When talking about the domain of a function, we're referring to all the possible values of \( x \) that can go into a function to produce a valid output, \( y \). For our function \( y = \ln(x+1) \), we need to ensure that the expression inside the logarithm, \( x+1 \), is positive. This is because the natural logarithm \( \ln(x) \) is undefined for values of \( x \leq 0 \).
In this case, the condition \( x+1 > 0 \) simplifies to \( x > -1 \). Therefore, the function's domain includes all real numbers greater than \(-1\), not including \(-1\) itself. To represent this in interval notation, we write the domain as \((-1, \infty)\).
This simply means you can plug in any number bigger than \(-1\) into the function to get a valid output. Understanding the domain helps us avoid inputs that would result in undefined behavior for our function.

A vertical asymptote is a vertical line that a graph of a function approaches but never touches or crosses. These are essential in graphing as they indicate points where the function doesn't exist. For the function \( y = \ln(x+1) \), the vertical asymptote is where the natural logarithm reaches negative infinity, signifying a point just before the function becomes undefined.

For the natural logarithm function based at \( (x+1) \), this occurs as \( x \) approaches \(-1\) from the right (i.e., \( x \to -1^+ \)). As \( x \) gets closer to \(-1\), the value of \( y \) decreases without bound, moving towards negative infinity. This makes the line \( x = -1 \) a vertical asymptote.

• Vertical asymptotes can tell us about the behavior of functions near critical points.
• They are not part of the domain and are typically represented as dashed or dotted lines on graphs.
• For \( y = \ln(x+1) \), \( x = -1 \) defines the boundary where the function ceases to exist.
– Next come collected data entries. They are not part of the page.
//! Type definitions for the Google Drive API.

use chrono::{DateTime, Utc};
use serde::{Deserialize, Serialize};
use std::collections::HashMap;

/// Well-known MIME types.
pub mod mime_types {
    /// Folder sentinel.
    pub const FOLDER: &str = "application/vnd.google-apps.folder";
    /// Shortcut.
    pub const SHORTCUT: &str = "application/vnd.google-apps.shortcut";
    /// Google Docs document.
    pub const DOCUMENT: &str = "application/vnd.google-apps.document";
    /// Google Sheets spreadsheet.
    pub const SPREADSHEET: &str = "application/vnd.google-apps.spreadsheet";
    /// Google Slides presentation.
    pub const PRESENTATION: &str = "application/vnd.google-apps.presentation";
    /// Google Drawings drawing.
    pub const DRAWING: &str = "application/vnd.google-apps.drawing";
    /// Prefix shared by every native Google document type.
    pub const NATIVE_PREFIX: &str = "application/vnd.google-apps.";

    /// Word document.
    pub const DOCX: &str =
        "application/vnd.openxmlformats-officedocument.wordprocessingml.document";
    /// Excel workbook.
    pub const XLSX: &str = "application/vnd.openxmlformats-officedocument.spreadsheetml.sheet";
    /// PowerPoint presentation.
    pub const PPTX: &str =
        "application/vnd.openxmlformats-officedocument.presentationml.presentation";
    /// PNG image.
    pub const PNG: &str = "image/png";
    /// Fallback for unknown content.
    pub const OCTET_STREAM: &str = "application/octet-stream";
}

/// Fields requested for a single file.
pub const FILE_FIELDS: &str = "id,name,mimeType,size,parents,createdTime,modifiedTime,\
hasThumbnail,thumbnailLink,iconLink,webViewLink,exportLinks,shortcutDetails,trashed";

/// Fields requested for a listing page.
pub const LIST_FIELDS: &str = "nextPageToken,files(id,name,mimeType,size,parents,createdTime,\
modifiedTime,hasThumbnail,thumbnailLink,iconLink,webViewLink,exportLinks,shortcutDetails,trashed)";

/// Google Drive file representation.
///
/// Every field is optional on the wire; listing code decides what is
/// required.
#[derive(Debug, Clone, Default, PartialEq, Serialize, Deserialize)]
#[serde(rename_all = "camelCase")]
pub struct DriveFile {
    /// File ID.
    #[serde(default)]
    pub id: String,

    /// File name.
    #[serde(default)]
    pub name: String,

    /// MIME type.
    #[serde(default)]
    pub mime_type: String,

    /// Size in bytes, sent as a decimal string. Absent for folders and
    /// native documents.
    #[serde(default, skip_serializing_if = "Option::is_none")]
    pub size: Option<String>,

    /// Parent folder IDs.
    #[serde(default, skip_serializing_if = "Vec::is_empty")]
    pub parents: Vec<String>,

    /// Creation time.
    #[serde(default, skip_serializing_if = "Option::is_none")]
    pub created_time: Option<DateTime<Utc>>,

    /// Last modification time.
    #[serde(default, skip_serializing_if = "Option::is_none")]
    pub modified_time: Option<DateTime<Utc>>,

    /// Whether the file has a thumbnail.
    #[serde(default)]
    pub has_thumbnail: bool,

    /// Short-lived thumbnail URL.
    #[serde(default, skip_serializing_if = "Option::is_none")]
    pub thumbnail_link: Option<String>,

    /// Icon URL.
    #[serde(default, skip_serializing_if = "Option::is_none")]
    pub icon_link: Option<String>,

    /// Link to view in Drive.
    #[serde(default, skip_serializing_if = "Option::is_none")]
    pub web_view_link: Option<String>,

    /// Export URLs keyed by MIME type (native documents only).
    #[serde(default, skip_serializing_if = "Option::is_none")]
    pub export_links: Option<HashMap<String, String>>,

    /// Shortcut target (shortcuts only).
    #[serde(default, skip_serializing_if = "Option::is_none")]
    pub shortcut_details: Option<ShortcutDetails>,

    /// Whether the file is in trash.
    #[serde(default)]
    pub trashed: bool,
}

impl DriveFile {
    /// Returns true for folders.
    pub fn is_folder(&self) -> bool {
        self.mime_type == mime_types::FOLDER
    }

    /// Returns true for shortcuts.
    pub fn is_shortcut(&self) -> bool {
        self.mime_type == mime_types::SHORTCUT
    }

    /// Size in bytes, zero when unknown.
    pub fn size_bytes(&self) -> u64 {
        self.size
            .as_deref()
            .and_then(|s| s.parse().ok())
            .unwrap_or(0)
    }
}

/// A page of files.
#[derive(Debug, Clone, Default, Serialize, Deserialize)]
#[serde(rename_all = "camelCase")]
pub struct FileList {
    /// Token for the next page.
    #[serde(default, skip_serializing_if = "Option::is_none")]
    pub next_page_token: Option<String>,

    /// Files on this page.
    #[serde(default)]
    pub files: Vec<DriveFile>,
}

/// Shortcut details.
#[derive(Debug, Clone, Default, PartialEq, Serialize, Deserialize)]
#[serde(rename_all = "camelCase")]
pub struct ShortcutDetails {
    /// Target ID.
    #[serde(default)]
    pub target_id: String,

    /// Target MIME type.
    #[serde(default)]
    pub target_mime_type: String,
}

// ============================================================================
// Request Types
// ============================================================================

/// Metadata of a file created by upload.
#[derive(Debug, Clone, Serialize)]
#[serde(rename_all = "camelCase")]
pub struct CreateFileRequest {
    /// File name.
    pub name: String,

    /// MIME type.
    #[serde(skip_serializing_if = "Option::is_none")]
    pub mime_type: Option<String>,

    /// Parent folder IDs.
    #[serde(skip_serializing_if = "Option::is_none")]
    pub parents: Option<Vec<String>>,
}

/// Request to update file metadata.
#[derive(Debug, Clone, Default, Serialize)]
#[serde(rename_all = "camelCase")]
pub struct UpdateFileRequest {
    /// New name.
    #[serde(skip_serializing_if = "Option::is_none")]
    pub name: Option<String>,

    /// Whether trashed.
    #[serde(skip_serializing_if = "Option::is_none")]
    pub trashed: Option<bool>,
}

/// Request to copy a file.
#[derive(Debug, Clone, Default, Serialize)]
#[serde(rename_all = "camelCase")]
pub struct CopyFileRequest {
    /// New file name.
    #[serde(skip_serializing_if = "Option::is_none")]
    pub name: Option<String>,

    /// Destination parent folder IDs.
    #[serde(skip_serializing_if = "Option::is_none")]
    pub parents: Option<Vec<String>>,
}

/// Request to create a folder.
#[derive(Debug, Clone, Serialize)]
#[serde(rename_all = "camelCase")]
pub struct CreateFolderRequest {
    /// Folder name.
    pub name: String,

    /// Always the folder sentinel.
    pub mime_type: &'static str,

    /// Parent folder IDs.
    #[serde(skip_serializing_if = "Option::is_none")]
    pub parents: Option<Vec<String>>,
}

impl CreateFolderRequest {
    /// Creates a folder request under `parent`.
    pub fn new(name: impl Into<String>, parent: Option<String>) -> Self {
        Self {
            name: name.into(),
            mime_type: mime_types::FOLDER,
            parents: parent.map(|p| vec![p]),
        }
    }
}

/// Parameters for listing files.
#[derive(Debug, Clone, Default, PartialEq)]
pub struct ListFilesParams {
    /// Query string.
    pub q: Option<String>,

    /// Order by clause.
    pub order_by: Option<String>,

    /// Page size.
    pub page_size: Option<u32>,

    /// Page token.
    pub page_token: Option<String>,

    /// Fields to return.
    pub fields: Option<String>,
}

impl ListFilesParams {
    /// Converts to query parameters.
    pub fn to_query(&self) -> Vec<(&'static str, String)> {
        let mut query = Vec::new();
        if let Some(q) = &self.q {
            query.push(("q", q.clone()));
        }
        if let Some(order_by) = &self.order_by {
            query.push(("orderBy", order_by.clone()));
        }
        if let Some(page_size) = self.page_size {
            query.push(("pageSize", page_size.to_string()));
        }
        if let Some(page_token) = &self.page_token {
            query.push(("pageToken", page_token.clone()));
        }
        query.push((
            "fields",
            self.fields.clone().unwrap_or_else(|| LIST_FIELDS.to_string()),
        ));
        query
    }
}
//! Tracing subscriber setup for hosts that do not install their own.
//!
//! The crate itself only emits `tracing` events. `RUST_LOG` directives are
//! honoured on top of the configured level.

use std::str::FromStr;
use thiserror::Error;
use tracing::level_filters::LevelFilter;
use tracing_subscriber::{fmt, layer::SubscriberExt, util::SubscriberInitExt, EnvFilter};

/// Minimum level captured.
#[derive(Debug, Clone, Copy, PartialEq, Eq)]
pub enum LogLevel {
    /// Everything, including per-request details.
    Trace,
    /// Request construction and skipped items.
    Debug,
    /// Completed mutations and token refreshes.
    Info,
    /// Swallowed remote failures.
    Warn,
    /// Errors only.
    Error,
}

impl From<LogLevel> for LevelFilter {
    fn from(level: LogLevel) -> Self {
        match level {
            LogLevel::Trace => LevelFilter::TRACE,
            LogLevel::Debug => LevelFilter::DEBUG,
            LogLevel::Info => LevelFilter::INFO,
            LogLevel::Warn => LevelFilter::WARN,
            LogLevel::Error => LevelFilter::ERROR,
        }
    }
}

impl FromStr for LogLevel {
    type Err = LoggingError;

    fn from_str(s: &str) -> Result<Self, Self::Err> {
        match s.to_ascii_lowercase().as_str() {
            "trace" => Ok(LogLevel::Trace),
            "debug" => Ok(LogLevel::Debug),
            "info" => Ok(LogLevel::Info),
            "warn" | "warning" => Ok(LogLevel::Warn),
            "error" => Ok(LogLevel::Error),
            other => Err(LoggingError::InvalidSetting(format!("log level {:?}", other))),
        }
    }
}

/// Output format.
#[derive(Debug, Clone, Copy, PartialEq, Eq)]
pub enum LogFormat {
    /// Human-readable, with colours.
    Pretty,
    /// One JSON object per event.
    Json,
    /// Single-line.
    Compact,
}

impl FromStr for LogFormat {
    type Err = LoggingError;

    fn from_str(s: &str) -> Result<Self, Self::Err> {
        match s.to_ascii_lowercase().as_str() {
            "pretty" => Ok(LogFormat::Pretty),
            "json" => Ok(LogFormat::Json),
            "compact" => Ok(LogFormat::Compact),
            other => Err(LoggingError::InvalidSetting(format!("log format {:?}", other))),
        }
    }
}

/// Logging setup failures.
#[derive(Debug, Error)]
pub enum LoggingError {
    /// An environment setting could not be parsed.
    #[error("Invalid logging setting: {0}")]
    InvalidSetting(String),

    /// A global subscriber is already installed.
    #[error("Failed to install subscriber: {0}")]
    Init(#[from] tracing_subscriber::util::TryInitError),
}

/// Logging configuration.
#[derive(Debug, Clone)]
pub struct LoggingConfig {
    /// Minimum level.
    pub level: LogLevel,
    /// Output format.
    pub format: LogFormat,
    /// Include the event target.
    pub include_target: bool,
    /// Include source file and line.
    pub include_file_line: bool,
}

impl Default for LoggingConfig {
    fn default() -> Self {
        Self {
            level: LogLevel::Info,
            format: LogFormat::Pretty,
            include_target: true,
            include_file_line: false,
        }
    }
}

impl LoggingConfig {
    /// Default configuration: `info`, pretty.
    pub fn new() -> Self {
        Self::default()
    }

    /// Reads `GOOGLE_DRIVE_LOG_LEVEL` and `GOOGLE_DRIVE_LOG_FORMAT`.
    pub fn from_env() -> Result<Self, LoggingError> {
        let mut config = Self::default();
        if let Ok(level) = std::env::var("GOOGLE_DRIVE_LOG_LEVEL") {
            config.level = level.parse()?;
        }
        if let Ok(format) = std::env::var("GOOGLE_DRIVE_LOG_FORMAT") {
            config.format = format.parse()?;
        }
        Ok(config)
    }

    /// Sets the level.
    pub fn with_level(mut self, level: LogLevel) -> Self {
        self.level = level;
        self
    }

    /// Sets the format.
    pub fn with_format(mut self, format: LogFormat) -> Self {
        self.format = format;
        self
    }

    /// Sets whether targets are printed.
    pub fn with_target(mut self, include: bool) -> Self {
        self.include_target = include;
        self
    }

    /// Sets whether file and line are printed.
    pub fn with_file_line(mut self, include: bool) -> Self {
        self.include_file_line = include;
        self
    }

    /// Filter with the configured level as default, overridable by `RUST_LOG`.
    pub fn env_filter(&self) -> EnvFilter {
        EnvFilter::builder()
            .with_default_directive(LevelFilter::from(self.level).into())
            .from_env_lossy()
    }

    /// Installs the global subscriber. Fails if one is already installed.
    pub fn init(self) -> Result<(), LoggingError> {
        let filter = self.env_filter();

        match self.format {
            LogFormat::Pretty => tracing_subscriber::registry()
                .with(filter)
                .with(
                    fmt::layer()
                        .with_target(self.include_target)
                        .with_file(self.include_file_line)
                        .with_line_number(self.include_file_line),
                )
                .try_init()?,
            LogFormat::Json => tracing_subscriber::registry()
                .with(filter)
                .with(fmt::layer().json().with_target(self.include_target))
                .try_init()?,
            LogFormat::Compact => tracing_subscriber::registry()
                .with(filter)
                .with(fmt::layer().compact().with_target(self.include_target))
                .try_init()?,
        }

        Ok(())
    }
}

#[cfg(test)]
mod tests {
    use super::*;

    #[test]
    fn test_defaults() {
        let config = LoggingConfig::new();
        assert_eq!(config.level, LogLevel::Info);
        assert_eq!(config.format, LogFormat::Pretty);
        assert!(config.include_target);
        assert!(!config.include_file_line);
    }

    #[test]
    fn test_builder() {
        let config = LoggingConfig::new()
            .with_level(LogLevel::Debug)
            .with_format(LogFormat::Json)
            .with_file_line(true);
        assert_eq!(config.level, LogLevel::Debug);
        assert_eq!(config.format, LogFormat::Json);
        assert!(config.include_file_line);
    }

    #[test]
    fn test_parse_settings() {
        assert_eq!("WARNING".parse::<LogLevel>().unwrap(), LogLevel::Warn);
        assert_eq!("compact".parse::<LogFormat>().unwrap(), LogFormat::Compact);
        assert!("loud".parse::<LogLevel>().is_err());
        assert!("xml".parse::<LogFormat>().is_err());
    }

    #[test]
    fn test_level_filter() {
        assert_eq!(LevelFilter::from(LogLevel::Warn), LevelFilter::WARN);
    }

    #[test]
    fn test_env_filter_uses_configured_level() {
        let filter = LoggingConfig::new().with_level(LogLevel::Debug).env_filter();
        if std::env::var_os("RUST_LOG").is_none() {
            assert_eq!(filter.max_level_hint(), Some(LevelFilter::DEBUG));
        }
    }

    #[test]
    fn test_init_installs_once() {
        let config = LoggingConfig::new().with_format(LogFormat::Compact);
        assert!(config.clone().init().is_ok());
        assert!(config.init().is_err());
    }
}
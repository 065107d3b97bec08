//! Shared harness: a wiremock server standing in for both the Drive API and
//! Google's token endpoint.

#![allow(dead_code)]

use chrono::Utc;
use integrations_google_drive_storage::auth::{InMemoryAccountStore, OAuthAccount};
use integrations_google_drive_storage::config::{GoogleDriveConfig, GoogleDriveConfigBuilder};
use integrations_google_drive_storage::connector::DriveConnector;
use integrations_google_drive_storage::provider::{UserContext, UserRole};
use integrations_google_drive_storage::settings::{ModuleSettings, ProviderSettings};
use serde_json::{json, Value};
use std::sync::Arc;
use wiremock::matchers::{body_string_contains, header, method};
use wiremock::{Mock, MockServer, ResponseTemplate};

pub const USER_ID: i64 = 7;
pub const STORED_TOKEN: &str = "stored-token";
pub const FRESH_TOKEN: &str = "fresh-token";
pub const FOLDER_MIME: &str = "application/vnd.google-apps.folder";

/// Starts the mock server.
pub async fn setup_mock_server() -> MockServer {
    MockServer::start().await
}

/// Config builder pointed at the mock server.
pub fn config_builder(server: &MockServer) -> GoogleDriveConfigBuilder {
    GoogleDriveConfig::builder()
        .base_url(format!("{}/drive/v3/", server.uri()))
        .upload_url(format!("{}/upload/drive/v3/", server.uri()))
        .token_url(format!("{}/token", server.uri()))
}

/// Token blob issued just now.
pub fn valid_token_blob(token: &str) -> String {
    json!({
        "access_token": token,
        "token_type": "Bearer",
        "expires_in": 3600,
        "created": Utc::now().timestamp()
    })
    .to_string()
}

/// Token blob that expired an hour ago.
pub fn expired_token_blob(token: &str) -> String {
    json!({
        "access_token": token,
        "token_type": "Bearer",
        "expires_in": 3600,
        "created": Utc::now().timestamp() - 7200
    })
    .to_string()
}

/// Store holding the test user's account with the storage scope.
pub async fn store_with_account(access_token_blob: &str) -> Arc<InMemoryAccountStore> {
    let store = Arc::new(InMemoryAccountStore::new());
    store
        .insert(
            OAuthAccount::new(USER_ID, access_token_blob, "stored-refresh")
                .with_scopes("auth storage"),
        )
        .await;
    store
}

/// Connector for the test user with a valid stored token.
pub async fn connector(server: &MockServer) -> DriveConnector {
    let store = store_with_account(&valid_token_blob(STORED_TOKEN)).await;
    connector_with(server, config_builder(server).build().unwrap(), store, UserRole::NormalUser)
}

/// Connector with explicit parts.
pub fn connector_with(
    _server: &MockServer,
    config: GoogleDriveConfig,
    store: Arc<InMemoryAccountStore>,
    role: UserRole,
) -> DriveConnector {
    DriveConnector::new(
        config,
        ProviderSettings::new("client-id", "client-secret"),
        ModuleSettings::with_storage(),
        UserContext::new(USER_ID, role),
        store,
    )
    .unwrap()
}

/// Mock expecting the stored bearer token.
pub fn authorized(http_method: &str) -> wiremock::MockBuilder {
    Mock::given(method(http_method)).and(header("Authorization", "Bearer stored-token"))
}

/// Mounts a token endpoint that issues [`FRESH_TOKEN`].
pub async fn mount_token_endpoint(server: &MockServer) {
    Mock::given(method("POST"))
        .and(wiremock::matchers::path("/token"))
        .and(body_string_contains("grant_type=refresh_token"))
        .and(body_string_contains("refresh_token=stored-refresh"))
        .and(body_string_contains("auth%2Fdrive"))
        .respond_with(ResponseTemplate::new(200).set_body_json(json!({
            "access_token": FRESH_TOKEN,
            "token_type": "Bearer",
            "expires_in": 3599,
            "scope": "https://www.googleapis.com/auth/drive"
        })))
        .mount(server)
        .await;
}

/// Drive file JSON.
pub fn drive_file(id: &str, name: &str, mime: &str) -> Value {
    json!({
        "id": id,
        "name": name,
        "mimeType": mime,
        "createdTime": "2024-01-02T03:04:05Z",
        "modifiedTime": "2024-02-03T04:05:06Z"
    })
}

/// Drive folder JSON with parents.
pub fn drive_folder(id: &str, name: &str, parents: &[&str]) -> Value {
    json!({
        "id": id,
        "name": name,
        "mimeType": FOLDER_MIME,
        "parents": parents
    })
}

/// Drive error body.
pub fn drive_error(code: u16, reason: &str, message: &str) -> ResponseTemplate {
    ResponseTemplate::new(code).set_body_json(json!({
        "error": {
            "code": code,
            "message": message,
            "errors": [{"domain": "global", "reason": reason, "message": message}]
        }
    }))
}
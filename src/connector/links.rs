//! Shared-link resolution and decoration of host link items.

use super::DriveConnector;
use crate::errors::{ConnectorResult, UnavailableReason};
use crate::links::{apply_link_info, extract_drive_id, is_drive_link};
use crate::mapping::{display_name, GenericFileItem};
use crate::types::DriveFile;
use tracing::debug;

impl DriveConnector {
    /// Resolves a Drive shared link to the item it points at.
    pub(super) async fn resolve_shared_link(
        &self,
        link: &str,
    ) -> ConnectorResult<Option<GenericFileItem>> {
        let id = extract_drive_id(link)
            .ok_or_else(|| UnavailableReason::MalformedLink(link.to_string()))?;
        self.lookup(&id).await
    }

    /// Decorates a host item that links to Drive.
    ///
    /// Returns false for items that are not Drive links. Remote failures only
    /// leave the item undecorated.
    pub async fn populate_link_item(&self, item: &mut GenericFileItem) -> bool {
        let is_drive = item.is_link && item.link_url.as_deref().map(is_drive_link).unwrap_or(false);
        if !is_drive {
            return false;
        }

        let info = match item.link_url.as_deref() {
            Some(link) => self.link_info(link).await,
            None => None,
        };
        apply_link_info(item, info.as_ref(), &self.config.folder_icon_url)
    }

    async fn link_info(&self, link: &str) -> Option<DriveFile> {
        let id = extract_drive_id(link)?;
        let client = match self.client().await {
            Ok(client) => client,
            Err(e) => {
                debug!(error = %e, "No Drive client for link item");
                return None;
            }
        };
        match client.files().get(&id).await {
            Ok(mut file) => {
                file.name = display_name(&file);
                Some(file)
            }
            Err(e) => {
                debug!(file_id = %id, error = %e, "Link target lookup failed");
                None
            }
        }
    }
}
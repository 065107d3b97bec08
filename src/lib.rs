//! Google Drive External Storage
//!
//! Exposes a user's Google Drive as a `"google"` storage inside a host file
//! manager. The host dispatches file-manager operations through the
//! [`StorageProvider`] trait; [`DriveConnector`] answers them with Drive v3
//! REST calls and maps Drive files to the host's [`GenericFileItem`].
//!
//! # Features
//!
//! - **Credentials**: access tokens from the host's OAuth account store,
//!   refreshed on expiry or rejection and written back to the store
//! - **Listing**: lenient pagination, name filtering, breadcrumbs
//! - **Content**: media downloads, exports of native Google documents,
//!   authenticated thumbnails
//! - **Mutations**: folder creation, multipart upload, trash or delete,
//!   rename, move, copy, with per-item outcomes
//! - **Links**: shared-link resolution and `.url` shortcut files
//!
//! # Example
//!
//! ```no_run
//! use integrations_google_drive_storage::prelude::*;
//! use std::sync::Arc;
//!
//! # async fn example() -> Result<(), Box<dyn std::error::Error>> {
//! let accounts = Arc::new(InMemoryAccountStore::new());
//! accounts
//!     .insert(OAuthAccount::new(7, "", "refresh-token").with_scopes("auth storage"))
//!     .await;
//!
//! let connector = DriveConnector::new(
//!     GoogleDriveConfig::default(),
//!     ProviderSettings::new("client-id", "client-secret"),
//!     ModuleSettings::with_storage(),
//!     UserContext::normal_user(7),
//!     accounts,
//! )?;
//!
//! let listing = connector.list(ListArgs::new("google", "")).await?;
//! for item in listing.items {
//!     println!("{} {}", item.id, item.name);
//! }
//! # Ok(())
//! # }
//! ```

#![warn(missing_docs)]
#![warn(clippy::all)]

pub mod auth;
pub mod client;
pub mod config;
pub mod connector;
pub mod errors;
pub mod links;
pub mod logging;
pub mod mapping;
pub mod pagination;
pub mod provider;
pub mod services;
pub mod settings;
pub mod transport;
pub mod types;

pub use auth::{AccessToken, AccountTokenProvider, AuthProvider, OAuthAccount, OAuthAccountStore};
pub use client::GoogleDriveClient;
pub use config::{GoogleDriveConfig, GoogleDriveConfigBuilder};
pub use connector::DriveConnector;
pub use errors::{ConnectorError, ConnectorResult, GoogleDriveError, GoogleDriveResult, UnavailableReason};
pub use mapping::GenericFileItem;
pub use provider::{ProviderRegistry, StorageProvider};
pub use types::DriveFile;

/// Commonly used types and traits.
///
/// ```no_run
/// use integrations_google_drive_storage::prelude::*;
/// ```
pub mod prelude {
    pub use crate::auth::{InMemoryAccountStore, OAuthAccount, OAuthAccountStore};
    pub use crate::config::{
        DeleteMode, GoogleDriveConfig, GoogleDriveConfigBuilder, LastModifiedSource,
        ThumbnailMode,
    };
    pub use crate::connector::DriveConnector;
    pub use crate::errors::{ConnectorError, ConnectorResult, UnavailableReason};
    pub use crate::links::HostFileReader;
    pub use crate::mapping::{FileAction, GenericFileItem, ItemHash};
    pub use crate::provider::{
        BatchOutcome, CreateFolderArgs, DeleteArgs, FileArgs, FileContent, HostArgs, ItemRef,
        LinkArgs, ListArgs, ListResponse, ProviderRegistry, Quota, QuotaArgs, RenameArgs,
        StorageDescriptor, StorageProvider, TransferArgs, UploadArgs, UploadPayload, UserContext,
        UserRole,
    };
    pub use crate::settings::{ModuleSettings, ProviderSettings};
}
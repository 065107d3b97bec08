//! Drive v3 client: one executor shared by the file and upload services.

use crate::auth::AuthProvider;
use crate::config::GoogleDriveConfig;
use crate::errors::{GoogleDriveError, GoogleDriveResult};
use crate::services::{FilesService, UploadService};
use crate::transport::{HttpTransport, ReqwestTransport};
use std::sync::Arc;

mod executor;
pub use executor::{path_segment, QueryParams, RequestExecutor};

/// Authenticated Drive client for one user.
pub struct GoogleDriveClient {
    config: GoogleDriveConfig,
    executor: Arc<RequestExecutor>,
}

impl GoogleDriveClient {
    /// Creates a client with a reqwest transport built from `config`.
    pub fn new(config: GoogleDriveConfig, auth: Arc<dyn AuthProvider>) -> GoogleDriveResult<Self> {
        let transport = ReqwestTransport::from_config(&config).map_err(|e| {
            GoogleDriveError::configuration(format!("Failed to create transport: {}", e))
        })?;
        Self::with_transport(config, Arc::new(transport), auth)
    }

    /// Creates a client over an existing transport.
    pub fn with_transport(
        config: GoogleDriveConfig,
        transport: Arc<dyn HttpTransport>,
        auth: Arc<dyn AuthProvider>,
    ) -> GoogleDriveResult<Self> {
        config.validate()?;

        let executor = Arc::new(RequestExecutor::new(config.clone(), transport, auth));
        Ok(Self { config, executor })
    }

    /// File metadata, listing, content and mutations.
    pub fn files(&self) -> FilesService {
        FilesService::new(self.executor.clone())
    }

    /// Multipart uploads.
    pub fn uploads(&self) -> UploadService {
        UploadService::new(self.executor.clone())
    }

    /// Configuration the client was built with.
    pub fn config(&self) -> &GoogleDriveConfig {
        &self.config
    }
}

impl std::fmt::Debug for GoogleDriveClient {
    fn fmt(&self, f: &mut std::fmt::Formatter<'_>) -> std::fmt::Result {
        f.debug_struct("GoogleDriveClient")
            .field("base_url", &self.config.base_url.as_str())
            .finish_non_exhaustive()
    }
}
Being mindful of asymptotes is crucial when sketching graphs to accurately represent where a function sharply drops or shoots up.

Key points on a graph provide us with essential information that helps sketch the curve accurately. For the logarithmic function \( y = \ln(x+1) \), identifying these points is crucial to represent the curve's shape and direction.

Let's start by examining a few foundational points:

• At \( x = 0 \), \( y = \ln(1) = 0 \). This point \((0,0)\) is crucial as it marks where the graph crosses the y-axis.
• At \( x = 1 \), \( y = \ln(2) \approx 0.693 \). This point is slightly above zero, indicating an upward, increasing trend.
• For large values of \( x \), as \( x \to \infty \), \( y \to \infty \). This by implies that the curve stretches indefinitely towards the right along the x-axis.
• Conversely, as \( x \to -1^+ \), \( y \to -\infty \). The graph approaches this sharp decline towards negative infinity near our vertical asymptote at \( x=-1 \), showcasing its asymptotic behavior.

With these key points and patterns, each provides a checkpoint-for-charting the graph. It allows you to establish the overall direction and behavior of the function, predicting its long-term trends and any critical points along the axes.